Zero-shot tabular machine learning inside DuckDB — classification and regression via Google's TabFM foundation model on ONNX Runtime, no training loop

Maintainer(s): sipemu

Installing and Loading

INSTALL anofox_tabfm FROM community;
LOAD anofox_tabfm;

Example

-- Enable Google's license gate and download the weight-free model once.
-- The extension ships only the computation graph; you fetch the weights
-- yourself from Hugging Face under Google's non-commercial license.
INSTALL httpfs; LOAD httpfs;                    -- weights are fetched over HTTPS
SET anofox_tabfm_accept_hf_license = true;      -- non-commercial, no redistribution
CALL tabfm_download('classification');          -- ~6.6 GB, cached under ~/.cache/anofox-tabfm

-- Zero-shot classification: the model reads labelled rows as in-context
-- examples and predicts the unlabelled ones — no training step.
CREATE TABLE history  AS SELECT * FROM VALUES
  (25, 40000, true), (52, 90000, false), (31, 55000, true), (44, 62000, false)
  AS t(age, income, churned);
CREATE TABLE prospects AS SELECT * FROM VALUES
  (29, 48000), (60, 120000) AS t(age, income);

SELECT * FROM tabfm_classify('history', 'churned', test := 'prospects');

About anofox_tabfm

anofox_tabfm embeds Google's TabFM tabular foundation model — a TabPFN-style in-context learner — into DuckDB, so tabular classification and regression become a single SQL statement.
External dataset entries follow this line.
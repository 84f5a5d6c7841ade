use std::env;
use log::{info, warn};
use tokio::spawn;
use tokio_util::sync::CancellationToken;

use crate::cli::Cli;
use crate::config::io::ConfigIO;
use crate::config::types::Config;
use crate::device::btle::BtleTransport;
use crate::device::run_loop::run_session;
use crate::device::session::DeviceSession;
use crate::error::AppRunError;
use crate::report::stdout_consumer;

pub mod cli;
pub mod config;
pub mod device;
pub mod error;
pub mod report;

pub fn init_logging(level: log::LevelFilter) -> Result<(), AppRunError> {
    let mut dispatch = fern::Dispatch::new()
        .format(|out, message, record| {
            out.finish(format_args!(
                "[{} {} {}] {}",
                humantime::format_rfc3339(std::time::SystemTime::now()),
                record.level(),
                record.target(),
                message
            ))
        })
        .level(level)
        .chain(std::io::stderr());

    if let Ok(log_file) = env::var("LOG_FILE") {
        dispatch = dispatch.chain(
            fern::log_file(log_file).map_err(|source| AppRunError::LogFile { source })?
        );
    }

    dispatch.apply()?;
    Ok(())
}

async fn cancel_on_interrupt(cancel: CancellationToken) {
    if let Err(err) = tokio::signal::ctrl_c().await {
        warn!("Failed to listen for the interrupt signal: {}", err);
        return;
    }

    info!("Interrupted, shutting down");
    cancel.cancel();
}

async fn run_async(cli: Cli) -> Result<(), AppRunError> {
    let config_io = ConfigIO::new_sync(cli.config.as_deref())?;
    let mut locker = config_io.locker()?;
    let _lock_guard = locker.lock()?;

    let mut config = match config_io.read().await {
        Ok(config) => config,
        Err(err) if err.is_file_not_found_error() => {
            info!("Config file not found, using defaults");
            Config::default()
        },
        Err(err) => return Err(err.into()),
    };
    cli.apply_overrides(&mut config);
    config.validate()?;

    if cli.save_config {
        config_io.save(&config).await?;
    }

    let transport = BtleTransport::new().await?;
    let mut session = DeviceSession::new(transport, config.target_name.clone(), stdout_consumer(cli.output_format()));

    let cancel = CancellationToken::new();
    spawn(cancel_on_interrupt(cancel.clone()));

    let outcome = run_session(&mut session, &config.run_options(), cancel).await?;
    info!("Session ended: {:?}", outcome);
    Ok(())
}

pub fn run(cli: Cli) -> Result<(), AppRunError> {
    let runtime = tokio::runtime::Builder::new_multi_thread()
        .enable_all()
        .build()
        .map_err(|source| AppRunError::Runtime { source })?;

    runtime.block_on(run_async(cli))
}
There is no training loop, no Python, and no MLOps: the model reads your labelled rows as context and predicts the rest.

Inference runs on ONNX Runtime, statically linked into the extension (CPU execution provider). CUDA and ROCm/MIGraphX flavors exist in the source tree for self-builds; this community build ships the portable CPU flavor.

License / weights

No Google model weights are distributed with this extension — it bundles only a weight-free computation graph. You download the weights yourself from Hugging Face after accepting Google's license (SET anofox_tabfm_accept_hf_license = true; CALL tabfm_download(...)). The weights (~6.6 GB for classification) are cached locally under ~/.cache/anofox-tabfm and reused across sessions.

Surface

  • tabfm_classify / tabfm_regress — zero-shot predict over a test set
  • tabfm_predict, tabfm_predict_by, tabfm_predict_agg, tabfm_predict_win
  • tabfm_download / tabfm_models / tabfm_load / tabfm_unload / tabfm_remove
  • tabfm_devices — discover CPU/GPU execution providers
  • SET anofox_tabfm_* settings (license gate, cache dir, threads, device, tracing)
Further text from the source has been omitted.